Exercise aim: Report every line of the records that contains the word "always".

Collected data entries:
......

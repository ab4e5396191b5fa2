use myddl_error::{Error, Result};

use crate::{SqlType, Value};

#[derive(Debug, Clone, PartialEq, Eq)]
pub struct IntegerDef {
    pub(crate) ty: SqlType,
    pub(crate) unsigned: bool,
    pub(crate) auto_increment: bool,
}

impl IntegerDef {
    pub(crate) fn new(ty: SqlType) -> Self {
        Self {
            ty,
            unsigned: false,
            auto_increment: false,
        }
    }

    pub fn sql_type(&self) -> SqlType {
        self.ty
    }

    pub fn is_unsigned(&self) -> bool {
        self.unsigned
    }

    pub fn is_auto_increment(&self) -> bool {
        self.auto_increment
    }

    /// Inclusive `(min, max)`
    pub fn bounds(&self) -> (i128, i128) {
        // Integer types always have bounds
        self.ty.int_bounds(self.unsigned).unwrap_or((0, 0))
    }

    pub(crate) fn check(&self, value: &Value) -> Result<Value> {
        let (min, max) = self.bounds();
        let out_of_range = |value: String| Error::IntRange { min, max, value };

        let n = match value {
            Value::Bool(v) => *v as i128,
            Value::I64(v) => *v as i128,
            Value::U64(v) => *v as i128,
            Value::F64(v) if v.is_finite() && v.fract() == 0.0 => {
                // `as` saturates past the i128 range
                if *v < i128::MIN as f64 || *v >= i128::MAX as f64 {
                    return Err(out_of_range(value.to_string()));
                }
                *v as i128
            }
            Value::Str(s) => {
                let s = s.trim();
                match s.parse::<i128>() {
                    Ok(n) => n,
                    // Too many digits for i128
                    Err(_) if is_integer_literal(s) => return Err(out_of_range(s.into())),
                    Err(_) => return Err(Error::IntType(s.into())),
                }
            }
            _ => return Err(Error::IntType(value.to_string())),
        };

        if n < min || n > max {
            return Err(out_of_range(n.to_string()));
        }

        // Bounds were checked above, so the narrowing is lossless
        Ok(if self.unsigned {
            Value::U64(n as u64)
        } else {
            Value::I64(n as i64)
        })
    }

    pub(crate) fn type_token(&self) -> String {
        self.ty.as_str().into()
    }

    pub(crate) fn push_attributes(&self, parts: &mut Vec<String>) {
        if self.unsigned {
            parts.push("UNSIGNED".into());
        }
    }
}

fn is_integer_literal(s: &str) -> bool {
    let digits = s.strip_prefix(['+', '-']).unwrap_or(s);
    !digits.is_empty() && digits.chars().all(|c| c.is_ascii_digit())
}
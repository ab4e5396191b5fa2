//! # Column
//!
//! A column is a name, the common nullability/default/comment metadata and
//! one `ColumnKind` carrying the type specific attributes.
//!
//! Every setter validates before it mutates: a failing call leaves the column
//! untouched, and a stored default is always the output of `check`.

mod datetime;
mod decimal;
mod integer;
mod string;

use chrono::{DateTime, FixedOffset};
use myddl_error::{Error, Result};

use crate::{
    naming::{quote_ident, quote_str, validate_name},
    Ddl, Family, SqlType, Value,
};

pub use datetime::{is_current_timestamp, DateTimeDef, CURRENT_TIMESTAMP};
pub use decimal::{DecimalDef, MAX_PRECISION, MAX_SCALE};
pub use integer::IntegerDef;
pub use string::{Encoding, StringDef, TextDef};

#[derive(Debug, Clone, PartialEq)]
pub enum ColumnKind {
    Integer(IntegerDef),
    Decimal(DecimalDef),
    String(StringDef),
    Text(TextDef),
    DateTime(DateTimeDef),
}

impl ColumnKind {
    pub fn sql_type(&self) -> SqlType {
        match self {
            Self::Integer(def) => def.sql_type(),
            Self::Decimal(def) => def.sql_type(),
            Self::String(def) => def.sql_type(),
            Self::Text(def) => def.sql_type(),
            Self::DateTime(def) => def.sql_type(),
        }
    }

    /// Validate and coerce, absent input is "no value"
    pub fn check(&self, value: &Value) -> Result<Option<Value>> {
        if value.is_absent() {
            return Ok(None);
        }

        let value = match self {
            Self::Integer(def) => def.check(value)?,
            Self::Decimal(def) => def.check(value)?,
            Self::String(def) => def.check(value)?,
            Self::Text(def) => def.check(value)?,
            Self::DateTime(def) => def.check(value)?,
        };

        Ok(Some(value))
    }

    fn type_token(&self) -> String {
        match self {
            Self::Integer(def) => def.type_token(),
            Self::Decimal(def) => def.type_token(),
            Self::String(def) => def.type_token(),
            Self::Text(def) => def.type_token(),
            Self::DateTime(def) => def.type_token(),
        }
    }

    fn push_attributes(&self, parts: &mut Vec<String>) {
        match self {
            Self::Integer(def) => def.push_attributes(parts),
            Self::Decimal(def) => def.push_attributes(parts),
            Self::String(def) => def.push_attributes(parts),
            Self::Text(def) => def.push_attributes(parts),
            Self::DateTime(_) => {}
        }
    }

    fn render_value(&self, value: &Value) -> String {
        match self {
            Self::Decimal(def) => def.render_value(value),
            Self::DateTime(def) => def.render_value(value),
            _ => value.to_string(),
        }
    }

    fn encoding_mut(&mut self) -> Option<&mut Encoding> {
        match self {
            Self::String(def) => Some(&mut def.encoding),
            Self::Text(def) => Some(&mut def.encoding),
            _ => None,
        }
    }

    fn encoding(&self) -> Option<&Encoding> {
        match self {
            Self::String(def) => Some(&def.encoding),
            Self::Text(def) => Some(&def.encoding),
            _ => None,
        }
    }
}

#[derive(Debug, Clone, PartialEq)]
pub struct Column {
    name: String,
    nullable: bool,
    default: Option<Value>,
    comment: String,
    kind: ColumnKind,
}
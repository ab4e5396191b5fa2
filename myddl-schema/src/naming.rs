//! # Naming
//!
//! Identifier rules shared by columns, constraints and the registries, plus
//! the quoting helpers every renderer goes through.

use std::collections::HashSet;

use myddl_error::{Error, Result};

/// MySQL identifier limit
pub const MAX_NAME_LENGTH: usize = 64;

/// Reserved for the primary key, case-insensitive
pub const PRIMARY: &str = "primary";

/// Validate a column, table or database name
pub fn validate_name(kind: &str, name: &str) -> Result<()> {
    if name.is_empty() {
        return Err(myddl_error::invalid_name!("Empty {} name", kind));
    }

    if name.chars().count() > MAX_NAME_LENGTH {
        return Err(myddl_error::invalid_name!(
            "{} name `{}` is longer than {} characters",
            kind,
            name,
            MAX_NAME_LENGTH
        ));
    }

    Ok(())
}

/// Validate the name of a unique key, index or foreign key
pub fn validate_key_name(name: &str) -> Result<()> {
    if name.is_empty() || name.eq_ignore_ascii_case(PRIMARY) {
        return Err(Error::ReservedName(name.into()));
    }

    validate_name("constraint", name)
}

/// First repeated entry of `list`
pub fn find_duplicate(list: &[String]) -> Option<&String> {
    let mut seen = HashSet::new();
    list.iter().find(|name| !seen.insert(name.as_str()))
}

pub fn collect_names<T, S>(list: T) -> Vec<String>
where
    T: IntoIterator<Item = S>,
    S: ToString,
{
    list.into_iter().map(|s| s.to_string()).collect()
}

/// Quote an identifier with backticks
///
/// # Examples
///
/// ```
/// use myddl_schema::naming::quote_ident;
///
/// assert_eq!(quote_ident("id"), "`id`");
/// assert_eq!(quote_ident("a`b"), "`a``b`");
/// ```
pub fn quote_ident(name: &str) -> String {
    format!("`{}`", name.replace('`', "``"))
}

/// Quote a literal with double quotes
pub fn quote_str(s: &str) -> String {
    format!("\"{}\"", s.replace('\\', "\\\\").replace('"', "\\\""))
}

/// Render `(`a`, `b`)`
pub fn quote_list(list: &[String]) -> String {
    format!(
        "({})",
        list.iter()
            .map(|name| quote_ident(name))
            .collect::<Vec<_>>()
            .join(", ")
    )
}
use std::fmt;

use myddl_error::{Error, Result};

/// Column type families, one per `ColumnKind` variant
#[derive(Debug, Clone, Copy, PartialEq, Eq)]
pub enum Family {
    Integer,
    Decimal,
    String,
    Text,
    DateTime,
}

impl Family {
    pub fn as_str(&self) -> &'static str {
        match self {
            Self::Integer => "integer",
            Self::Decimal => "decimal",
            Self::String => "string",
            Self::Text => "text",
            Self::DateTime => "datetime",
        }
    }
}

#[derive(Debug, Clone, Copy, PartialEq, Eq)]
pub enum SqlType {
    TinyInt,
    SmallInt,
    MediumInt,
    Int,
    BigInt,
    Decimal,
    Float,
    Double,
    Char,
    Varchar,
    TinyText,
    Text,
    MediumText,
    LongText,
    DateTime,
    Timestamp,
}

impl SqlType {
    /// Parse a type tag and make sure it belongs to `family`
    ///
    /// # Examples
    ///
    /// ```
    /// use myddl_schema::{Family, SqlType};
    ///
    /// assert_eq!(SqlType::parse(Family::Integer, "INTEGER").unwrap(), SqlType::Int);
    /// assert!(SqlType::parse(Family::Integer, "varchar").is_err());
    /// ```
    pub fn parse(family: Family, tag: &str) -> Result<Self> {
        let ty = match tag.trim().to_ascii_lowercase().as_str() {
            "tinyint" => Self::TinyInt,
            "smallint" => Self::SmallInt,
            "mediumint" => Self::MediumInt,
            "int" | "integer" => Self::Int,
            "bigint" => Self::BigInt,
            "decimal" | "numeric" => Self::Decimal,
            "float" => Self::Float,
            "double" => Self::Double,
            "char" => Self::Char,
            "varchar" => Self::Varchar,
            "tinytext" => Self::TinyText,
            "text" => Self::Text,
            "mediumtext" => Self::MediumText,
            "longtext" => Self::LongText,
            "datetime" => Self::DateTime,
            "timestamp" => Self::Timestamp,
            _ => {
                return Err(Error::InvalidType {
                    family: family.as_str(),
                    ty: tag.into(),
                })
            }
        };

        if ty.family() != family {
            return Err(Error::InvalidType {
                family: family.as_str(),
                ty: tag.into(),
            });
        }

        Ok(ty)
    }

    pub fn family(&self) -> Family {
        match self {
            Self::TinyInt | Self::SmallInt | Self::MediumInt | Self::Int | Self::BigInt => {
                Family::Integer
            }
            Self::Decimal | Self::Float | Self::Double => Family::Decimal,
            Self::Char | Self::Varchar => Family::String,
            Self::TinyText | Self::Text | Self::MediumText | Self::LongText => Family::Text,
            Self::DateTime | Self::Timestamp => Family::DateTime,
        }
    }

    pub fn as_str(&self) -> &'static str {
        match self {
            Self::TinyInt => "tinyint",
            Self::SmallInt => "smallint",
            Self::MediumInt => "mediumint",
            Self::Int => "int",
            Self::BigInt => "bigint",
            Self::Decimal => "decimal",
            Self::Float => "float",
            Self::Double => "double",
            Self::Char => "char",
            Self::Varchar => "varchar",
            Self::TinyText => "tinytext",
            Self::Text => "text",
            Self::MediumText => "mediumtext",
            Self::LongText => "longtext",
            Self::DateTime => "datetime",
            Self::Timestamp => "timestamp",
        }
    }

    /// Inclusive integer bounds, `None` outside the integer family
    pub fn int_bounds(&self, unsigned: bool) -> Option<(i128, i128)> {
        let bounds = match (self, unsigned) {
            (Self::TinyInt, false) => (i8::MIN as i128, i8::MAX as i128),
            (Self::TinyInt, true) => (0, u8::MAX as i128),
            (Self::SmallInt, false) => (i16::MIN as i128, i16::MAX as i128),
            (Self::SmallInt, true) => (0, u16::MAX as i128),
            (Self::MediumInt, false) => (-8_388_608, 8_388_607),
            (Self::MediumInt, true) => (0, 16_777_215),
            (Self::Int, false) => (i32::MIN as i128, i32::MAX as i128),
            (Self::Int, true) => (0, u32::MAX as i128),
            (Self::BigInt, false) => (i64::MIN as i128, i64::MAX as i128),
            (Self::BigInt, true) => (0, u64::MAX as i128),
            _ => return None,
        };

        Some(bounds)
    }

    /// Maximum declared length (char/varchar) or value length (text)
    pub fn max_length(&self) -> Option<u64> {
        match self {
            Self::Char => Some(255),
            Self::Varchar => Some(65_535),
            Self::TinyText => Some(255),
            Self::Text => Some(65_535),
            Self::MediumText => Some(16_777_215),
            Self::LongText => Some(4_294_967_295),
            _ => None,
        }
    }
}

impl fmt::Display for SqlType {
    fn fmt(&self, f: &mut fmt::Formatter<'_>) -> fmt::Result {
        write!(f, "{}", self.as_str())
    }
}

#[cfg(test)]
mod test {
    use super::*;

    #[test]
    fn test_parse() {
        assert_eq!(SqlType::parse(Family::Text, " MediumText ").unwrap(), SqlType::MediumText);
        assert_eq!(SqlType::parse(Family::Decimal, "numeric").unwrap(), SqlType::Decimal);
        assert_eq!(
            SqlType::parse(Family::String, "text").unwrap_err(),
            Error::InvalidType {
                family: "string",
                ty: "text".into()
            }
        );
        assert!(matches!(
            SqlType::parse(Family::Integer, "bit"),
            Err(Error::InvalidType { .. })
        ));
    }

    #[test]
    fn test_bounds() {
        assert_eq!(SqlType::TinyInt.int_bounds(false), Some((-128, 127)));
        assert_eq!(SqlType::BigInt.int_bounds(true), Some((0, 18_446_744_073_709_551_615)));
        assert_eq!(SqlType::Varchar.int_bounds(false), None);
        assert_eq!(SqlType::LongText.max_length(), Some(4_294_967_295));
    }
}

......

Answer box:
        // Integer types always have bounds
//! untouched, and a stored default is always the output of `check`.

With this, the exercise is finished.